---- Given records

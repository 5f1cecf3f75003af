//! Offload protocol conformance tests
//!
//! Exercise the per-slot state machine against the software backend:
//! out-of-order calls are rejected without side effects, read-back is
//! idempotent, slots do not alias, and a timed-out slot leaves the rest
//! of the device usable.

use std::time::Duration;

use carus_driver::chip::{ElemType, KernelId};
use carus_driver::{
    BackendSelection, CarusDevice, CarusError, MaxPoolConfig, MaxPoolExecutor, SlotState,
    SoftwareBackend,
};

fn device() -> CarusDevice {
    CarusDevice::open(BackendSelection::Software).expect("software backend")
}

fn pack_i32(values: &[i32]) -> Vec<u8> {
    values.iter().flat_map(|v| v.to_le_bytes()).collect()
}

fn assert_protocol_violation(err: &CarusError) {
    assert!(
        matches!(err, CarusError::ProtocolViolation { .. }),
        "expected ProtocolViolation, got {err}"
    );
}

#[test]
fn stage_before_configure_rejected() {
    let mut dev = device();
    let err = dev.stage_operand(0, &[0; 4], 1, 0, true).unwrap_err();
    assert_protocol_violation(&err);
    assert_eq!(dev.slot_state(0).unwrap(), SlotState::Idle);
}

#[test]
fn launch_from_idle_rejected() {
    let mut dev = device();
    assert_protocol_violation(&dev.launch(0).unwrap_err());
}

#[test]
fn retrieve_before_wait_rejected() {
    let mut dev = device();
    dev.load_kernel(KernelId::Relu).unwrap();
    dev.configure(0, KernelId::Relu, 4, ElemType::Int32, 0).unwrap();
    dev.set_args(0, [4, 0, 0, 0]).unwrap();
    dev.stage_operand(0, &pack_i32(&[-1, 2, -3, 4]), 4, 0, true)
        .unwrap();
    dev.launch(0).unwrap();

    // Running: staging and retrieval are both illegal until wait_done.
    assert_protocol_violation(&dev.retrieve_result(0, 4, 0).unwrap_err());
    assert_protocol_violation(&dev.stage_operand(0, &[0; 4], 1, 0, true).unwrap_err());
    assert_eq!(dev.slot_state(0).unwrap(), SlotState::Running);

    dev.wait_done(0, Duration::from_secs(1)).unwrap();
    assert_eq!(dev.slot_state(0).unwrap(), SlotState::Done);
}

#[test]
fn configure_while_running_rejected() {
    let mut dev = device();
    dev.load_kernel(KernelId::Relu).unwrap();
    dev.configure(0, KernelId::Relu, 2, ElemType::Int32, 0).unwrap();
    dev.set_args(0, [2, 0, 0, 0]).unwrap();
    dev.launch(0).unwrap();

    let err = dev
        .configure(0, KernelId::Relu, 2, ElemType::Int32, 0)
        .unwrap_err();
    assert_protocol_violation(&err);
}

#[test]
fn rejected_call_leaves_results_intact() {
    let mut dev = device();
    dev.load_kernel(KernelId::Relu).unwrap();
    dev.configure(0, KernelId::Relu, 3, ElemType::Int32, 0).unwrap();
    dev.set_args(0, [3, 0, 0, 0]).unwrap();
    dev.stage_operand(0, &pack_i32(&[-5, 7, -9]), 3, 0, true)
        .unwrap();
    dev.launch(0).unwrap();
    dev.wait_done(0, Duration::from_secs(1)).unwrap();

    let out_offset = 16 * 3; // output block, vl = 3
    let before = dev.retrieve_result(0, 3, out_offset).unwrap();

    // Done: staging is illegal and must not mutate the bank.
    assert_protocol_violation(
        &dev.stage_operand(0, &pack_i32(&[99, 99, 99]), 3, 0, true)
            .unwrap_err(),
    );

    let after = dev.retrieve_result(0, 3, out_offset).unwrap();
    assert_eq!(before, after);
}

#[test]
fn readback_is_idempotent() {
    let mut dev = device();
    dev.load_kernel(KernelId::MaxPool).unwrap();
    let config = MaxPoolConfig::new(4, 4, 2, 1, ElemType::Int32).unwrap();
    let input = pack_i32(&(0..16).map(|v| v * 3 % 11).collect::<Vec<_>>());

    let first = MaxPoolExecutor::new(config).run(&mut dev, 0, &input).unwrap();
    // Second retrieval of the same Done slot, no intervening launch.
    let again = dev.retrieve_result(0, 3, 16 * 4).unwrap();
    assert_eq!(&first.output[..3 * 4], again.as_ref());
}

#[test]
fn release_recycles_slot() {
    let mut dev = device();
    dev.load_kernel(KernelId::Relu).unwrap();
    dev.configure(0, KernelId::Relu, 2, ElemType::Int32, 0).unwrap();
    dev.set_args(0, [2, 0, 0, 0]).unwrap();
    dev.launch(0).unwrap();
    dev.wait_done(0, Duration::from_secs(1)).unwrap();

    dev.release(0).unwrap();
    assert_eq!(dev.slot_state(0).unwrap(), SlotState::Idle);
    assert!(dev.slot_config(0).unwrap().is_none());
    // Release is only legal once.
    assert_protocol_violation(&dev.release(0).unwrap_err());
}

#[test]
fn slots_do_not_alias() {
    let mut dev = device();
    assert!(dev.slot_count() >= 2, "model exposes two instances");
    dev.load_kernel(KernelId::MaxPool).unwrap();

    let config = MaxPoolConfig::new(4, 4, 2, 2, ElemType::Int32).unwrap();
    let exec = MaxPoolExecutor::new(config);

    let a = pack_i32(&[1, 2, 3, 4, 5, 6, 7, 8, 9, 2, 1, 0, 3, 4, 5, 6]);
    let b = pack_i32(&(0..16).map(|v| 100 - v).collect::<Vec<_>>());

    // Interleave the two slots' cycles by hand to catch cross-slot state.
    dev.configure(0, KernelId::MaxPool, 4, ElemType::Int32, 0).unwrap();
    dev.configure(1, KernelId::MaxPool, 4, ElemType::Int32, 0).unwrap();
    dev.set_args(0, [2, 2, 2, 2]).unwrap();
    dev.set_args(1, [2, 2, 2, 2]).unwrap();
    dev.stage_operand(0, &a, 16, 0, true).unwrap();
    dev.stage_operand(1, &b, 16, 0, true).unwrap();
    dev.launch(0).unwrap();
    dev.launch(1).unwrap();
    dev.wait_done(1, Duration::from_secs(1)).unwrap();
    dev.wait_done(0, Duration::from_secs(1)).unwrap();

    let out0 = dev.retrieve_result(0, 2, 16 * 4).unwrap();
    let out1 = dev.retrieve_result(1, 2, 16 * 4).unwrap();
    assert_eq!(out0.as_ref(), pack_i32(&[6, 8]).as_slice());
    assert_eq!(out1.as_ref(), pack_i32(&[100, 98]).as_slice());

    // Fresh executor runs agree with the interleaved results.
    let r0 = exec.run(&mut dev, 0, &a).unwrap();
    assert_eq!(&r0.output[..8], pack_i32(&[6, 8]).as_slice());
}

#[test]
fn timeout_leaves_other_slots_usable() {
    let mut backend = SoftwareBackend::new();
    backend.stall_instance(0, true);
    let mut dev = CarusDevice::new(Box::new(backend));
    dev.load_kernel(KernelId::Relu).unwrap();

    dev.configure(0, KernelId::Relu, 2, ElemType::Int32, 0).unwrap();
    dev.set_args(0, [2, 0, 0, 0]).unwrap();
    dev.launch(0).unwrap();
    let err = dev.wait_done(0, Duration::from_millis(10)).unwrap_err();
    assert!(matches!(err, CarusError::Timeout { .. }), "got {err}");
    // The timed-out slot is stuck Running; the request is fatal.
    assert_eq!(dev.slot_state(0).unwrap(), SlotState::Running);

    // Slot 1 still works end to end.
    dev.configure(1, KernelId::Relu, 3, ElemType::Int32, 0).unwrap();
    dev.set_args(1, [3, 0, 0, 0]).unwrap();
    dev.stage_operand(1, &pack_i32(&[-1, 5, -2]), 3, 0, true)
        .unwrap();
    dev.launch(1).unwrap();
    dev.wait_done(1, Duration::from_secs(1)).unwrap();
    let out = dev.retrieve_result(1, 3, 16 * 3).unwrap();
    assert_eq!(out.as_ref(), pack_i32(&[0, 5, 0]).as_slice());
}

--------
---- Given records

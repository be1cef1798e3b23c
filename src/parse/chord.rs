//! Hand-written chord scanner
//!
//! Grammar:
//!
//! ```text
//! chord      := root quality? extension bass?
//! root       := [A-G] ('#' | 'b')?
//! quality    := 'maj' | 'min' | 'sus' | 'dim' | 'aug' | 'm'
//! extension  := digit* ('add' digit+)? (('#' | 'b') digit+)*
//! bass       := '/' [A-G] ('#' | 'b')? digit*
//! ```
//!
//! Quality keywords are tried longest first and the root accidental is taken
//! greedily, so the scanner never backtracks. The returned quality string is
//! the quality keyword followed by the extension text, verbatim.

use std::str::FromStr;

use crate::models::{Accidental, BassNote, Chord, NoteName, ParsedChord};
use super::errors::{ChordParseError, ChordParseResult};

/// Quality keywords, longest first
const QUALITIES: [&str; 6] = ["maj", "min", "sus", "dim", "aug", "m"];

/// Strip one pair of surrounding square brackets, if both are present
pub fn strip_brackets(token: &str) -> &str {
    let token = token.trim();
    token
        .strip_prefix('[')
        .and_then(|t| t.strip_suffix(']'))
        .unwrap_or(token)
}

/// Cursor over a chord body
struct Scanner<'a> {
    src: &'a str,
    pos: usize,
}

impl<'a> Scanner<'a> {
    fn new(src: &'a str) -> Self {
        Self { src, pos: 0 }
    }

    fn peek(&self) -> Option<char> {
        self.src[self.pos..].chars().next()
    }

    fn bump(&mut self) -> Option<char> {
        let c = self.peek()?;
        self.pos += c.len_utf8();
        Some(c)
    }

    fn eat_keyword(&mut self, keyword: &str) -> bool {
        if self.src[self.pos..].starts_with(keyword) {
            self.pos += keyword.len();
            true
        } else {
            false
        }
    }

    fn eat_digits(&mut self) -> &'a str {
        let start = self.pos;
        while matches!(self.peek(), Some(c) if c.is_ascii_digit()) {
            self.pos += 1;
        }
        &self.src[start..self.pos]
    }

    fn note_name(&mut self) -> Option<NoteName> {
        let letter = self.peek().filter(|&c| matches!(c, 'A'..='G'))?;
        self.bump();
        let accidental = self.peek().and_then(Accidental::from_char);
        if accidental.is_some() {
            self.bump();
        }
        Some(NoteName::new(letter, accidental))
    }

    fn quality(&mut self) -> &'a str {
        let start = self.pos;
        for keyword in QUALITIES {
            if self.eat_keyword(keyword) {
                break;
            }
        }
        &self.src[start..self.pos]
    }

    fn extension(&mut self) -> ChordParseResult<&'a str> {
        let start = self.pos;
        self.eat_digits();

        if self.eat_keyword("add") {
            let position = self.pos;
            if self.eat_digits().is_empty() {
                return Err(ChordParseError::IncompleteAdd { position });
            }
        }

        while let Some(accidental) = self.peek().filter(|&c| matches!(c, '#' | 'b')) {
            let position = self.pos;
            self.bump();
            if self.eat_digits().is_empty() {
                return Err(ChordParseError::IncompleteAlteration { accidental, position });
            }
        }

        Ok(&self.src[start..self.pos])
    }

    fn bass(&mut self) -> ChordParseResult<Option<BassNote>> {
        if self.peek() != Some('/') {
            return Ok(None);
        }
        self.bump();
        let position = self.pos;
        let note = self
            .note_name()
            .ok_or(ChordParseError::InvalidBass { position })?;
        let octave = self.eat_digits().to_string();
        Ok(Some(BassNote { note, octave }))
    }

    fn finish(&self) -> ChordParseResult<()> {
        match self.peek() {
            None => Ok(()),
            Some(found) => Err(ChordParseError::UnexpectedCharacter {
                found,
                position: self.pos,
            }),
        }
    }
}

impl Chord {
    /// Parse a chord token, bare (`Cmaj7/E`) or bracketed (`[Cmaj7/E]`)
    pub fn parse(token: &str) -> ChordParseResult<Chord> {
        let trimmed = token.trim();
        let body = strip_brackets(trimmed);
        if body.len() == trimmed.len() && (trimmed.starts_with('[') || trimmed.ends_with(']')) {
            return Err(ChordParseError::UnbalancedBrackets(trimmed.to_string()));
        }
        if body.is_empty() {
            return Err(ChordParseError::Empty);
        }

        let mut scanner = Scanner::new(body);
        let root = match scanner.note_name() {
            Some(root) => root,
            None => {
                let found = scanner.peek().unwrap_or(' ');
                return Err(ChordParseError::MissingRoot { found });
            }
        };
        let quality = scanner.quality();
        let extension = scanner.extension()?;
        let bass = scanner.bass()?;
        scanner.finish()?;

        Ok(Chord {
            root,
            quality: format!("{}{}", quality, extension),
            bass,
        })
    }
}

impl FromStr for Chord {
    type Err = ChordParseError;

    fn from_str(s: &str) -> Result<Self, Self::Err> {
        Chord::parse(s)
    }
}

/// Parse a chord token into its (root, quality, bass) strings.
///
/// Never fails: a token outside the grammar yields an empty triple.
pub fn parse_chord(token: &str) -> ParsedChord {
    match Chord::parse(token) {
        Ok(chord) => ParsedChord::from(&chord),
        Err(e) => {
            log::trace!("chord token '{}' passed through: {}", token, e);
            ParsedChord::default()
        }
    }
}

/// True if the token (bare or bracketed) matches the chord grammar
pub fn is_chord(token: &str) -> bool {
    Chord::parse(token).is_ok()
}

--------
---- Given records

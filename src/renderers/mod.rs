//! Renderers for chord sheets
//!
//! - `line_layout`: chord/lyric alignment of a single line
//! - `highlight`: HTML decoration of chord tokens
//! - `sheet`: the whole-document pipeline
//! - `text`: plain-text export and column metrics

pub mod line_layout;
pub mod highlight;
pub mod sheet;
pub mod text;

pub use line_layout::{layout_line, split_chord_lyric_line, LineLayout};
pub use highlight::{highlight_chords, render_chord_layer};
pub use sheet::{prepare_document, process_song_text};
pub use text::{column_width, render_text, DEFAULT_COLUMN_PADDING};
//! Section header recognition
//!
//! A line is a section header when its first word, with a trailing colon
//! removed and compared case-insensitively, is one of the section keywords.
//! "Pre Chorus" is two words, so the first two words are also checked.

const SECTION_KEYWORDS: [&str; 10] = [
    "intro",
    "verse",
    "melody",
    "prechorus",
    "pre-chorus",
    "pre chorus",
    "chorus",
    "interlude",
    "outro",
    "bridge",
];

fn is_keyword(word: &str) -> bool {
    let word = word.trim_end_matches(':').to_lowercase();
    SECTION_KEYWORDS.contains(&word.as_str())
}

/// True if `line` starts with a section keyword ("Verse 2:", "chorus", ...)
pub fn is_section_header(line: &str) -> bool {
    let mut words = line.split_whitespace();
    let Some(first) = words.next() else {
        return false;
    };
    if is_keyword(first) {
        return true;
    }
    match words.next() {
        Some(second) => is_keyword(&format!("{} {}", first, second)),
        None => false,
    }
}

--------

[What to work on]: Give a count of the lines above that include the word "ProtocolViolation", and add nothing to it.

[The answer]: 2